United States District Court, S.D. Illinois

May 21, 2018

CARLOS GARRETT, Plaintiff,
v.
UNKNOWN PARTY, Defendants.

          MEMORANDUM AND ORDER

          Phil Gilbert United States District Judge.

         Plaintiff is a former detainee at the St. Clair County Jail (“the Jail”). The claim in this action was severed on April 11, 2018, from Plaintiff's original case, Garrett v. McLauren, et al., Case No. 17-cv-871-JPG (S.D. Ill. filed Aug. 16, 2017), which was filed while Plaintiff was a prisoner at the Jail. He has since been released from custody. The original civil rights action pursuant to 42 U.S.C. § 1983 included a number of other inmates as co-Plaintiffs.
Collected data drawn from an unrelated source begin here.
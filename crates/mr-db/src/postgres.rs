//! PostgreSQL database backend implementation

use crate::error::{DbError, DbResult};
use crate::traits::{split_qualified, Database};
use crate::tls::MakeRustlsConnect;
use async_trait::async_trait;
use std::str::FromStr;
use tokio::io::{AsyncRead, AsyncWrite};
use tokio::sync::Mutex;
use tokio::task::JoinHandle;
use tokio_postgres::config::SslMode;
use tokio_postgres::{Client, Config, Connection, NoTls, Socket};

/// Client plus the task driving its socket
struct Session {
    client: Client,
    handle: JoinHandle<()>,
}

/// PostgreSQL database backend over a single tokio-postgres connection
pub struct PostgresBackend {
    session: Mutex<Option<Session>>,
}

impl PostgresBackend {
    /// Connect using a libpq-style URL or key/value connection string.
    ///
    /// `sslmode=disable` connects in plain text. `prefer` (the default) and
    /// `require` negotiate TLS through rustls.
    pub async fn connect(conn_str: &str) -> DbResult<Self> {
        let config =
            Config::from_str(conn_str).map_err(|e| DbError::ConnectionError(e.to_string()))?;

        let session = if uses_tls(&config) {
            let (client, connection) = config
                .connect(MakeRustlsConnect::from_env()?)
                .await
                .map_err(|e| DbError::ConnectionError(e.to_string()))?;
            Session::spawn(client, connection)
        } else {
            let (client, connection) = config
                .connect(NoTls)
                .await
                .map_err(|e| DbError::ConnectionError(e.to_string()))?;
            Session::spawn(client, connection)
        };

        Ok(Self {
            session: Mutex::new(Some(session)),
        })
    }
}

impl Session {
    fn spawn<T>(client: Client, connection: Connection<Socket, T>) -> Self
    where
        T: AsyncRead + AsyncWrite + Unpin + Send + 'static,
    {
        let handle = tokio::spawn(async move {
            if let Err(e) = connection.await {
                log::warn!("postgres connection error: {}", e);
            }
        });
        Self { client, handle }
    }
}

/// Whether `config` negotiates TLS
fn uses_tls(config: &Config) -> bool {
    !matches!(config.get_ssl_mode(), SslMode::Disable)
}

#[async_trait]
impl Database for PostgresBackend {
    async fn execute_batch(&self, sql: &str) -> DbResult<()> {
        let guard = self.session.lock().await;
        let session = guard.as_ref().ok_or(DbError::Closed)?;
        session.client.batch_execute(sql).await?;
        Ok(())
    }

    async fn column_names(&self, name: &str) -> DbResult<Vec<String>> {
        let guard = self.session.lock().await;
        let session = guard.as_ref().ok_or(DbError::Closed)?;
        let (schema, table) = split_qualified(name);

        let rows = match schema {
            Some(schema) => {
                session
                    .client
                    .query(
                        "SELECT column_name::text FROM information_schema.columns \
                         WHERE table_schema::text = $1::text AND table_name::text = $2::text \
                         ORDER BY ordinal_position",
                        &[&schema, &table],
                    )
                    .await?
            }
            None => {
                session
                    .client
                    .query(
                        "SELECT column_name::text FROM information_schema.columns \
                         WHERE table_schema::text = current_schema() AND table_name::text = $1::text \
                         ORDER BY ordinal_position",
                        &[&table],
                    )
                    .await?
            }
        };

        rows.iter()
            .map(|row| row.try_get::<_, String>(0).map_err(DbError::from))
            .collect()
    }

    async fn close(&self) -> DbResult<()> {
        let session = self.session.lock().await.take();
        if let Some(Session { client, handle }) = session {
            // Dropping the client ends the connection future.
            drop(client);
            handle
                .await
                .map_err(|e| DbError::Internal(format!("connection task failed: {e}")))?;
        }
        Ok(())
    }

    fn db_type(&self) -> &'static str {
        "postgres"
    }
}

#[cfg(test)]
#[path = "postgres_test.rs"]
mod tests;
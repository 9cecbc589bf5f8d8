//! Per-run counters

use serde::Serialize;
use std::fmt;

/// Outcome of one manifest entry
#[derive(Debug, Clone, Copy, PartialEq, Eq, Serialize)]
#[serde(rename_all = "snake_case")]
pub enum EntryStatus {
    Executed,
    SkippedRange,
    SkippedOptional,
    SkippedConditional,
    DryRun,
    Failed,
}

impl EntryStatus {
    /// Tag written at the start of the entry's log line
    pub fn label(self) -> &'static str {
        match self {
            EntryStatus::Executed => "OK",
            EntryStatus::SkippedRange => "SKIP:RANGE",
            EntryStatus::SkippedOptional => "SKIP:OPTIONAL",
            EntryStatus::SkippedConditional => "SKIP:CONDITIONAL",
            EntryStatus::DryRun => "DRY-RUN",
            EntryStatus::Failed => "FAIL",
        }
    }
}

impl fmt::Display for EntryStatus {
    fn fmt(&self, f: &mut fmt::Formatter<'_>) -> fmt::Result {
        match self {
            EntryStatus::Executed => write!(f, "executed"),
            EntryStatus::SkippedRange => write!(f, "skipped_range"),
            EntryStatus::SkippedOptional => write!(f, "skipped_optional"),
            EntryStatus::SkippedConditional => write!(f, "skipped_conditional"),
            EntryStatus::DryRun => write!(f, "dry_run"),
            EntryStatus::Failed => write!(f, "failed"),
        }
    }
}

/// Counters accumulated over one run.
///
/// Every entry the run reaches increments exactly one counter, so for a run
/// that was not aborted `accounted() == total`.
#[derive(Debug, Clone, Copy, Default, PartialEq, Eq, Serialize)]
pub struct ManifestStats {
    pub total: usize,
    pub executed: usize,
    pub skipped_optional: usize,
    pub skipped_conditional: usize,
    pub skipped_range: usize,
    pub failed: usize,
    pub dry_run: usize,
}

impl ManifestStats {
    /// Fresh counters for a manifest of `total` entries
    pub fn new(total: usize) -> Self {
        Self {
            total,
            ..Self::default()
        }
    }

    /// Count one entry outcome
    pub fn record(&mut self, status: EntryStatus) {
        let counter = match status {
            EntryStatus::Executed => &mut self.executed,
            EntryStatus::SkippedRange => &mut self.skipped_range,
            EntryStatus::SkippedOptional => &mut self.skipped_optional,
            EntryStatus::SkippedConditional => &mut self.skipped_conditional,
            EntryStatus::DryRun => &mut self.dry_run,
            EntryStatus::Failed => &mut self.failed,
        };
        *counter += 1;
    }

    /// Entries that reached a decision
    pub fn accounted(&self) -> usize {
        self.executed
            + self.skipped_optional
            + self.skipped_conditional
            + self.skipped_range
            + self.failed
            + self.dry_run
    }

    /// Entries left untouched after a fail-fast abort
    pub fn not_attempted(&self) -> usize {
        self.total.saturating_sub(self.accounted())
    }

    pub fn has_failures(&self) -> bool {
        self.failed > 0
    }
}

#[cfg(test)]
mod tests {
    use super::*;

    #[test]
    fn test_record_increments_one_counter() {
        let mut stats = ManifestStats::new(6);
        stats.record(EntryStatus::Executed);
        stats.record(EntryStatus::SkippedRange);
        stats.record(EntryStatus::SkippedOptional);
        stats.record(EntryStatus::SkippedConditional);
        stats.record(EntryStatus::DryRun);
        stats.record(EntryStatus::Failed);

        assert_eq!(stats.executed, 1);
        assert_eq!(stats.skipped_range, 1);
        assert_eq!(stats.skipped_optional, 1);
        assert_eq!(stats.skipped_conditional, 1);
        assert_eq!(stats.dry_run, 1);
        assert_eq!(stats.failed, 1);
        assert_eq!(stats.accounted(), 6);
        assert_eq!(stats.not_attempted(), 0);
        assert!(stats.has_failures());
    }

    #[test]
    fn test_not_attempted_after_abort() {
        let mut stats = ManifestStats::new(5);
        stats.record(EntryStatus::Executed);
        stats.record(EntryStatus::Failed);
        assert_eq!(stats.not_attempted(), 3);
    }

    #[test]
    fn test_skips_only_has_no_failures() {
        let mut stats = ManifestStats::new(2);
        stats.record(EntryStatus::SkippedOptional);
        stats.record(EntryStatus::SkippedRange);
        assert!(!stats.has_failures());
        assert_eq!(stats.executed, 0);
    }

    #[test]
    fn test_status_labels() {
        assert_eq!(EntryStatus::Executed.label(), "OK");
        assert_eq!(EntryStatus::Failed.label(), "FAIL");
        assert_eq!(EntryStatus::DryRun.label(), "DRY-RUN");
        assert_eq!(EntryStatus::SkippedConditional.to_string(), "skipped_conditional");
    }
}
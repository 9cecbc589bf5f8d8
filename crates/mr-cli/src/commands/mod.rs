//! CLI command implementations

pub(crate) mod common;
pub(crate) mod list;
pub(crate) mod run;
//! DuckDB database backend implementation

use crate::error::{DbError, DbResult};
use crate::traits::{split_qualified, Database};
use async_trait::async_trait;
use duckdb::Connection;
use std::path::Path;
use std::sync::Mutex;

/// DuckDB database backend
pub struct DuckDbBackend {
    conn: Mutex<Option<Connection>>,
}

impl DuckDbBackend {
    /// Create a new in-memory DuckDB connection
    pub fn in_memory() -> DbResult<Self> {
        let conn =
            Connection::open_in_memory().map_err(|e| DbError::ConnectionError(e.to_string()))?;
        Ok(Self::from_connection(conn))
    }

    /// Create a new DuckDB connection from a file path
    pub fn from_path(path: &Path) -> DbResult<Self> {
        let conn = Connection::open(path).map_err(|e| DbError::ConnectionError(e.to_string()))?;
        Ok(Self::from_connection(conn))
    }

    /// Create from path string (handles :memory: special case)
    pub fn new(path: &str) -> DbResult<Self> {
        if path == ":memory:" {
            Self::in_memory()
        } else {
            Self::from_path(Path::new(path))
        }
    }

    fn from_connection(conn: Connection) -> Self {
        Self {
            conn: Mutex::new(Some(conn)),
        }
    }

    /// Run `f` against the open connection
    fn with_conn<T>(&self, f: impl FnOnce(&Connection) -> DbResult<T>) -> DbResult<T> {
        let guard = self
            .conn
            .lock()
            .map_err(|e| DbError::MutexPoisoned(e.to_string()))?;
        let conn = guard.as_ref().ok_or(DbError::Closed)?;
        f(conn)
    }

    /// Execute batch SQL synchronously
    fn execute_batch_sync(&self, sql: &str) -> DbResult<()> {
        self.with_conn(|conn| conn.execute_batch(sql).map_err(DbError::from))
    }

    /// Read column names synchronously
    fn column_names_sync(&self, name: &str) -> DbResult<Vec<String>> {
        self.with_conn(|conn| {
            let (schema, table) = split_qualified(name);
            let columns = match schema {
                Some(schema) => {
                    let mut stmt = conn.prepare(
                        "SELECT column_name FROM information_schema.columns \
                         WHERE table_schema = ? AND table_name = ? \
                         ORDER BY ordinal_position",
                    )?;
                    let rows = stmt.query_map(duckdb::params![schema, table], |row| {
                        row.get::<_, String>(0)
                    })?;
                    rows.collect::<Result<Vec<_>, _>>()?
                }
                None => {
                    let mut stmt = conn.prepare(
                        "SELECT column_name FROM information_schema.columns \
                         WHERE table_schema = current_schema() AND table_name = ? \
                         ORDER BY ordinal_position",
                    )?;
                    let rows =
                        stmt.query_map(duckdb::params![table], |row| row.get::<_, String>(0))?;
                    rows.collect::<Result<Vec<_>, _>>()?
                }
            };
            Ok(columns)
        })
    }

    /// Detach the open connection, leaving the backend closed
    fn take_conn(&self) -> DbResult<Option<Connection>> {
        let mut guard = self
            .conn
            .lock()
            .map_err(|e| DbError::MutexPoisoned(e.to_string()))?;
        Ok(guard.take())
    }
}

#[async_trait]
impl Database for DuckDbBackend {
    async fn execute_batch(&self, sql: &str) -> DbResult<()> {
        self.execute_batch_sync(sql)
    }

    async fn column_names(&self, table: &str) -> DbResult<Vec<String>> {
        self.column_names_sync(table)
    }

    /// Closing flushes the database file, so it runs on the blocking pool
    /// where the caller's timeout can still fire.
    async fn close(&self) -> DbResult<()> {
        let Some(conn) = self.take_conn()? else {
            return Ok(());
        };
        tokio::task::spawn_blocking(move || conn.close())
            .await
            .map_err(|e| DbError::Internal(format!("close task failed: {e}")))?
            .map_err(|(_, e)| DbError::ConnectionError(e.to_string()))
    }

    fn db_type(&self) -> &'static str {
        "duckdb"
    }
}

#[cfg(test)]
#[path = "duckdb_test.rs"]
mod tests;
All of the other co-Plaintiffs were dismissed from the action before the instant claim was severed.

         This severed claim was designated as Count 4 in the original case, described as follows:

Count 4 - Fourteenth Amendment claim for failure to provide Plaintiff with an adequate sick call procedure at the Jail.

(Doc. 1, p. 5).

         This case is now before the Court for a preliminary review of the Complaint pursuant to 28 U.S.C. § 1915A. Under § 1915A, the Court is required to screen prisoner complaints to filter out non-meritorious claims. See 28 U.S.C. § 1915A(a). The Court must dismiss any portion of the Complaint that is legally frivolous, malicious, fails to state a claim upon which relief may be granted, or asks for money damages from a defendant who by law is immune from such relief. 28 U.S.C. § 1915A(b).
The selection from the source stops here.